Che Chidi Chukwumerije
Im Jahrzehnt der Deutschen Dichtung
MITTE
Irgendjemand geht immer leer aus
Manche gehen unter die Brücke
Manche gehen nach Haus
Es wohnt eine Lücke
in unserer Mitte.
Fehlende Sitte.
Eine Bitte.
Che Chidi Chukwumerije
Im Jahrzehnt der Deutschen Dichtung
ENDZIEL: CHARACTER
Wissen! Können! Erobern! Besitzen! Sind lieben und leben nicht holdere Aufgaben? Ordnung war immer die höchste Tugend, selbst unter den niedrigsten Schaben. Unsere schönsten eitelsten Erfindungen wird unsere Empfindung mahnend untergraben. Ihr redetet jahrzehntelang vom Frieden, doch der Krieg war, wieder, immer Euer Vorhaben. Was ist Dein Wort überhaupt noch wert? Fließende Lügen stillen keinen Durst beim Laben. Wahrlich, der gute Charakter ist gewichtiger als Wissen, Wollen, Können und Haben. Che Chidi Chukwumerije Im Jahrzehnt der Deutschen Dichtung
EIN FREUNDLICHER GRUSS
Manchmal schleppst Du eine Wut jahrelang mit Dir herum in Deiner Brust - Du merkst es allein dadurch, daß Du immer leise sprichst, unbewusst. Die Wut, die Du gewaltsam unterdrückst, verwandelt sich in unstillbare Lust, die, weil sie trotz Ausleben unersättlich bleibt, sich wiederum verwandelt in wachsenden Frust. Und so begegnen wir uns täglich, im Zug, im Bus, bei der Arbeit, in der Freizeit, Millionen Ventilsucher, gebundene Gewitter, getrennt durch ein Gruß von Eintracht oder Streit. - Che Chidi Chukwumerije Im Jahrzehnt der Deutschen Dichtung
FRIEDFERTIGKEIT
Wenn Waffen alles sind, was Du hast - Massenvernichtungswaffen - weine, geistschlaffe Seele, weine. Du hast den Sinn verroht und verprasst auf der Reise zum Menschen vom Affen.
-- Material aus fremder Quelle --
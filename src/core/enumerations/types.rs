use super::error::PalError;

/// A convenient type alias for results returned by enumerations and their
/// dependency objects.
///
/// Every fallible operation in the framework (reading host files, parsing,
/// lifecycle calls, positional access) reports a `PalError`, which carries
/// both the failure kind and the source location that raised it.
pub type PalResult<T> = std::result::Result<T, PalError>;

/// Identifier of an instance within its enumeration's namespace.
///
/// Stable across updates for the same real-world object and used as the join
/// key during reconciliation. Empty only for a total instance.
pub type EntityInstanceId = String;
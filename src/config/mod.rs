//! Agent configuration loading and validation.
//!
//! The top-level [`Config`] aggregates the logger settings and the
//! enumeration settings. It is read once from a TOML file at startup and
//! shared read-only afterwards.

use std::{
    fs,
    path::{Path, PathBuf},
};

use serde::{Deserialize, Serialize};
use validator::Validate;

use self::{enumerations::EnumerationsConfig, logger::LoggerConfig};

pub mod enumerations;
pub mod logger;

/// Environment variable overriding the configuration file location.
pub const CONFIG_ENV: &str = "BLAZEBEE_PAL_CONFIG";

/// Configuration file used when [`CONFIG_ENV`] is not set.
pub const DEFAULT_CONFIG_PATH: &str = "/etc/blazebee-pal/config.toml";

/// Timestamp prefix for messages printed before the tracing subscriber exists.
#[doc(hidden)]
pub fn early_timestamp() -> String {
    time::OffsetDateTime::now_utc()
        .format(time::macros::format_description!(
            "[year]-[month]-[day]T[hour]:[minute]:[second].[subsecond digits:6]Z"
        ))
        .unwrap_or_default()
}

/// Timestamped console messages for use before logging is initialized.
#[macro_export]
macro_rules! print_info {
    ($($arg:tt)*) => {
        println!("{}  {} {}",
            console::style($crate::config::early_timestamp()).dim(),
            console::style("INFO").green(),
            format_args!($($arg)*)
        );
    };
}

#[macro_export]
macro_rules! print_warn {
    ($($arg:tt)*) => {
        println!("{}  {} {}",
            console::style($crate::config::early_timestamp()).dim(),
            console::style("WARN").yellow(),
            format_args!($($arg)*)
        );
    };
}

#[macro_export]
macro_rules! print_error {
    ($($arg:tt)*) => {
        eprintln!("{}  {} {}",
            console::style($crate::config::early_timestamp()).dim(),
            console::style("ERROR").red(),
            format_args!($($arg)*)
        );
    };
}

/// Errors raised while locating, reading, parsing or validating configuration.
#[derive(Debug, thiserror::Error)]
pub enum ConfigError {
    #[error("Configuration error: {0}")]
    Config(String),

    #[error("IO error while reading configuration: {0}")]
    IoError(#[from] std::io::Error),

    #[error("Parse error while reading configuration: {0}")]
    ParseError(String),

    #[error("Validation error: {0}")]
    ValidationError(String),
}

/// Top-level agent configuration.
#[derive(Serialize, Deserialize, Debug, Validate, Clone, Default)]
#[serde(default)]
pub struct Config {
    #[validate(nested)]
    pub logger: LoggerConfig,

    /// Which enumerations run and how they read the host.
    #[validate(nested)]
    pub enumerations: EnumerationsConfig,
}

impl Config {
    /// Locates the configuration file and loads it.
    ///
    /// # Errors
    ///
    /// Returns a `ConfigError` if no file is found or it cannot be read,
    /// parsed or validated.
    pub fn new() -> Result<Self, ConfigError> {
        let path = Self::config_path(
            std::env::var(CONFIG_ENV).ok().as_deref(),
            Path::new(DEFAULT_CONFIG_PATH),
        )?;
        Self::load(&path)
    }

    /// Picks the configuration path.
    ///
    /// Priority:
    /// 1. the value of [`CONFIG_ENV`]
    /// 2. `fallback`, if it exists
    fn config_path(from_env: Option<&str>, fallback: &Path) -> Result<PathBuf, ConfigError> {
        if let Some(config_path) = from_env.filter(|p| !p.is_empty()) {
            let path = PathBuf::from(config_path);
            print_info!("Using config from {}: {}", CONFIG_ENV, path.display());
            return Ok(path);
        }

        if fallback.exists() {
            print_info!("Using default config path: {}", fallback.display());
            return Ok(fallback.to_path_buf());
        }

        Err(ConfigError::Config(format!(
            "No configuration file found; set {} or create {}",
            CONFIG_ENV,
            fallback.display()
        )))
    }

    /// Loads and validates configuration from `path`.
    pub fn load(path: &Path) -> Result<Config, ConfigError> {
        print_info!("Loading configuration from: {}", path.display());

        if !path.exists() {
            return Err(ConfigError::Config(format!(
                "{} does not exist",
                path.display()
            )));
        }

        let config_str = fs::read_to_string(path)?;
        Self::parse(&config_str)
    }

    /// Parses and validates a TOML document.
    pub fn parse(config_str: &str) -> Result<Config, ConfigError> {
        let config: Config =
            toml::from_str(config_str).map_err(|e| ConfigError::ParseError(e.to_string()))?;

        config
            .validate()
            .map_err(|e| ConfigError::ValidationError(e.to_string()))?;

        Ok(config)
    }
}
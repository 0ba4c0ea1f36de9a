use std::sync::Arc;

use serde::{Deserialize, Serialize};

use super::{
    enumeration::Enumeration,
    hostfs::HostFs,
    instance::{EntityInstance, InstanceState},
    traits::EntityProvider,
    types::PalResult,
};

/// DMI attribute source. Attributes missing on the platform yield `None`.
pub trait BiosDependencies: Send + Sync {
    fn dmi_attribute(&self, name: &str) -> Option<String>;
}

/// Reads `/sys/class/dmi/id/<name>`.
#[derive(Debug, Clone, Default)]
pub struct SysfsDmiDependencies {
    fs: HostFs,
}

impl SysfsDmiDependencies {
    pub fn new(fs: HostFs) -> Self {
        Self { fs }
    }
}

impl BiosDependencies for SysfsDmiDependencies {
    fn dmi_attribute(&self, name: &str) -> Option<String> {
        self.fs.read_attribute(&format!("/sys/class/dmi/id/{}", name))
    }
}

#[derive(Debug, Clone, Default, PartialEq, Serialize, Deserialize)]
pub struct BiosFacts {
    pub manufacturer: Option<String>,
    pub version: Option<String>,
    /// Release date as `YYYY-MM-DD`.
    pub release_date: Option<String>,
    pub major_version: Option<u8>,
    pub minor_version: Option<u8>,
}

/// Converts the SMBIOS `MM/DD/YYYY` date into `YYYY-MM-DD`.
///
/// Other shapes are returned unchanged.
pub fn normalize_release_date(raw: &str) -> String {
    let parts: Vec<&str> = raw.split('/').collect();
    match parts.as_slice() {
        [month, day, year]
            if month.len() == 2
                && day.len() == 2
                && year.len() == 4
                && parts.iter().all(|p| p.chars().all(|c| c.is_ascii_digit())) =>
        {
            format!("{}-{}-{}", year, month, day)
        }
        _ => raw.to_string(),
    }
}

/// Splits the `bios_release` attribute (`5.17`) into major and minor numbers.
pub fn parse_release(raw: &str) -> (Option<u8>, Option<u8>) {
    let mut parts = raw.split('.');
    let major = parts.next().and_then(|p| p.trim().parse().ok());
    let minor = parts.next().and_then(|p| p.trim().parse().ok());
    (major, minor)
}

/// The total BIOS instance.
pub struct BiosInstance {
    state: InstanceState,
    deps: Arc<dyn BiosDependencies>,
    facts: BiosFacts,
}

impl BiosInstance {
    pub fn new(deps: Arc<dyn BiosDependencies>) -> Self {
        Self {
            state: InstanceState::total(),
            deps,
            facts: BiosFacts::default(),
        }
    }
}

impl EntityInstance for BiosInstance {
    type Facts = BiosFacts;

    fn state(&self) -> &InstanceState {
        &self.state
    }

    fn state_mut(&mut self) -> &mut InstanceState {
        &mut self.state
    }

    fn facts(&self) -> &BiosFacts {
        &self.facts
    }

    /// Absent attributes are normal on virtual machines and containers, so
    /// this never fails.
    fn update(&mut self) -> PalResult<()> {
        let (major_version, minor_version) = self
            .deps
            .dmi_attribute("bios_release")
            .map(|r| parse_release(&r))
            .unwrap_or((None, None));

        self.facts = BiosFacts {
            manufacturer: self.deps.dmi_attribute("bios_vendor"),
            version: self.deps.dmi_attribute("bios_version"),
            release_date: self
                .deps
                .dmi_attribute("bios_date")
                .map(|d| normalize_release_date(&d)),
            major_version,
            minor_version,
        };
        Ok(())
    }
}

pub struct BiosProvider {
    deps: Arc<dyn BiosDependencies>,
}

impl BiosProvider {
    pub fn new(deps: Arc<dyn BiosDependencies>) -> Self {
        Self { deps }
    }
}

impl EntityProvider for BiosProvider {
    type Instance = BiosInstance;
    type Observation = ();
    const NAME: &'static str = "bios";

    fn total_instance(&mut self) -> PalResult<Option<BiosInstance>> {
        Ok(Some(BiosInstance::new(self.deps.clone())))
    }
}

pub type BiosEnumeration = Enumeration<BiosProvider>;

#[cfg(all(target_os = "linux", feature = "enumeration-bios"))]
crate::register_enumeration!("bios", |ctx| {
    let deps = SysfsDmiDependencies::new(HostFs::new(&ctx.config.host_root));
    Box::new(BiosEnumeration::new(BiosProvider::new(Arc::new(deps)), &ctx.logs))
});
use std::sync::Arc;

use serde::{Deserialize, Serialize};

use super::{
    enumeration::Enumeration,
    error::ErrorKind,
    hostfs::HostFs,
    instance::{EntityInstance, InstanceState},
    policy::{ExpectedKinds, FailurePolicy},
    traits::{EntityProvider, Observed},
    types::PalResult,
};

/// Sector size used by the `size` attribute regardless of the device.
const SECTOR_SIZE: u64 = 512;

/// Virtual block devices that never back physical storage.
const VIRTUAL_PREFIXES: &[&str] = &["loop", "ram", "zram", "dm-", "md", "nbd"];

pub fn is_virtual_device(name: &str) -> bool {
    VIRTUAL_PREFIXES.iter().any(|p| name.starts_with(p))
}

/// Block device source.
pub trait PhysicalDiskDependencies: Send + Sync {
    /// Kernel names of the block devices present, e.g. `sda`, `nvme0n1`.
    fn block_devices(&self) -> PalResult<Vec<String>>;

    /// Whether the device is still present.
    fn exists(&self, device: &str) -> bool;

    /// A sysfs attribute relative to the device directory, e.g. `size` or
    /// `device/model`.
    fn attribute(&self, device: &str, name: &str) -> Option<String>;
}

/// Reads `/sys/block`.
#[derive(Debug, Clone, Default)]
pub struct SysfsBlockDependencies {
    fs: HostFs,
}

impl SysfsBlockDependencies {
    pub fn new(fs: HostFs) -> Self {
        Self { fs }
    }
}

impl PhysicalDiskDependencies for SysfsBlockDependencies {
    fn block_devices(&self) -> PalResult<Vec<String>> {
        self.fs.read_dir_names("/sys/block")
    }

    fn exists(&self, device: &str) -> bool {
        self.fs.exists(&format!("/sys/block/{}", device))
    }

    fn attribute(&self, device: &str, name: &str) -> Option<String> {
        self.fs.read_attribute(&format!("/sys/block/{}/{}", device, name))
    }
}

#[derive(Debug, Clone, Default, PartialEq, Serialize, Deserialize)]
pub struct PhysicalDiskFacts {
    /// Device node, e.g. `/dev/sda`.
    pub device_path: String,
    pub size_bytes: Option<u64>,
    pub logical_block_size: Option<u64>,
    pub model: Option<String>,
    pub vendor: Option<String>,
    pub serial: Option<String>,
    pub removable: bool,
    /// `None` when the kernel does not report the queue type.
    pub rotational: Option<bool>,
    pub cdrom: bool,
}

pub struct PhysicalDiskInstance {
    state: InstanceState,
    deps: Arc<dyn PhysicalDiskDependencies>,
    facts: PhysicalDiskFacts,
}

impl PhysicalDiskInstance {
    fn new(deps: Arc<dyn PhysicalDiskDependencies>, device: String) -> Self {
        Self {
            facts: PhysicalDiskFacts {
                device_path: format!("/dev/{}", device),
                cdrom: device.starts_with("sr"),
                ..Default::default()
            },
            state: InstanceState::new(device),
            deps,
        }
    }
}

impl EntityInstance for PhysicalDiskInstance {
    type Facts = PhysicalDiskFacts;

    fn state(&self) -> &InstanceState {
        &self.state
    }

    fn state_mut(&mut self) -> &mut InstanceState {
        &mut self.state
    }

    fn facts(&self) -> &PhysicalDiskFacts {
        &self.facts
    }

    /// A device detached between discovery and update reports `PathNotFound`.
    fn update(&mut self) -> PalResult<()> {
        let device = self.state.id();
        if !self.deps.exists(device) {
            return Err(ErrorKind::PathNotFound {
                path: format!("/sys/block/{}", device),
            }
            .into());
        }

        let deps = &self.deps;
        let number = |name: &str| deps.attribute(device, name).and_then(|v| v.parse::<u64>().ok());
        let flag = |name: &str| deps.attribute(device, name).map(|v| v == "1");

        self.facts.size_bytes = number("size").map(|sectors| sectors.saturating_mul(SECTOR_SIZE));
        self.facts.logical_block_size = number("queue/logical_block_size");
        self.facts.model = deps.attribute(device, "device/model");
        self.facts.vendor = deps.attribute(device, "device/vendor");
        self.facts.serial = deps
            .attribute(device, "device/serial")
            .or_else(|| deps.attribute(device, "serial"));
        self.facts.removable = flag("removable").unwrap_or(false);
        self.facts.rotational = flag("queue/rotational");
        Ok(())
    }
}

/// One instance per physical block device, keyed by kernel name.
pub struct PhysicalDiskProvider {
    deps: Arc<dyn PhysicalDiskDependencies>,
}

impl PhysicalDiskProvider {
    pub fn new(deps: Arc<dyn PhysicalDiskDependencies>) -> Self {
        Self { deps }
    }
}

impl EntityProvider for PhysicalDiskProvider {
    type Instance = PhysicalDiskInstance;
    type Observation = ();
    const NAME: &'static str = "physical_disk";

    fn discover(&mut self) -> PalResult<Option<Vec<Observed<()>>>> {
        Ok(Some(
            self.deps
                .block_devices()?
                .into_iter()
                .filter(|name| !is_virtual_device(name))
                .map(|name| Observed::new(name, ()))
                .collect(),
        ))
    }

    fn create(&mut self, observed: Observed<()>) -> PalResult<Option<PhysicalDiskInstance>> {
        Ok(Some(PhysicalDiskInstance::new(self.deps.clone(), observed.id)))
    }

    fn failure_policy(&self) -> Box<dyn FailurePolicy> {
        Box::new(ExpectedKinds)
    }
}

pub type PhysicalDiskEnumeration = Enumeration<PhysicalDiskProvider>;

#[cfg(all(target_os = "linux", feature = "enumeration-physical-disk"))]
crate::register_enumeration!("physical_disk", |ctx| {
    let deps = SysfsBlockDependencies::new(HostFs::new(&ctx.config.host_root));
    Box::new(PhysicalDiskEnumeration::new(
        PhysicalDiskProvider::new(Arc::new(deps)),
        &ctx.logs,
    ))
});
Intelligenz im Aufleuchten verblasst, wo Ziel und Treffer auseinander klaffen. Unter des Evolutionsauftrags Last, gibt‘s nur einen Weg, der dazu passt: die Massen retten durch aufbauendes Schaffen. - Che Chidi Chukwumerije Im Jahrzehnt der Deutschen Dichtung
KLEINE TRENNUNGEN
„Vater, Du brauchst zu lang - Kann ich wieder alleine hin?“ Ich spüre seinen Freiheitsdrang. Er muss zum Hort Ich zur S-Bahn und zur Arbeit Für jeden Menschen ein anderer Ort „Wir müssen in die selbe Richtung. Lasst uns doch zusammen bis zur zweiten Kreuzung.“ Wir laufen los Er marschiert zielstrebig nach vorne, beachtet mich nicht groß. Für diese Strecke auf jeden Fall braucht er mich nicht mehr, auf einmal. So reisen wir ein Stück miteinander, Vater und Sohn, dann gehen unsere Wege auseinander. Ich bleibe stehen, sehe ihn selbstbewusst weiter laufen und dann um die Ecke gehen. Kleine Wendungen können genau so tief bewegen wie große Trennungen. - Che Chidi Chukwumerije Im Jahrzehnt der Deutschen Dichtung
BLUME IN DER WÜSTE
Die Wüste ist immer nah. Sie ist
nicht Tausende von Kilometern entfernt;
Es trennen mich nur kleine Begegnungen von ihr –
Unfreundliche Augen auf der Straße, die
das Lächeln plötzlich verlernt haben –
Unfreundliche Stimmen, die hart eindringen
bis in meinen Kern.
Und da ist sie wieder: die Wüste.
Die Wüste, die von einer Blume besiegt wurde –
Immer und immer und immer wieder.
– Che Chidi Chukwumerije
Im Jahrzehnt der Deutschen Dichtung

SELBSTLOS
Denk an andere
denn die Schöpfung denkt an Dich.
Dieser Gedanke – wie eine Kette, ein Bündnis, ein Wanderer –
bindet wie Nervenfäden die ganze Welt an sich.
– Che Chidi Chukwumerije
Im Jahrzehnt der Deutschen Dichtung
NAVIGIEREN
Ich möchte runtersteigen –
Zu lang lebe ich nun in den Wolken.
Möchte mich jenen Gedanken zeigen,
die meine Empfindungen stalken,
deren Kinder sie sind, ureigen.
Ich frage mich, sind das die Art Selbstgespräche,
die die alte Obdachlose auf der hinteren Landstrasse,
mit steifen Beinen humpelnd auf unfreier Fläche,
täglich hält in dieser und jener Seitengasse,
Worte murmelnd wie einsame Waldbäche?
Menschen, die auf Grüße nicht reagieren,
oder die starren und starren und sagen nichts –
Was steckt in solchen Erdpassagieren?
Verschlossen wie der Ursprung eines Gedichts –
Entschlossen, auf ihr inneres Ziel hin zu navigieren.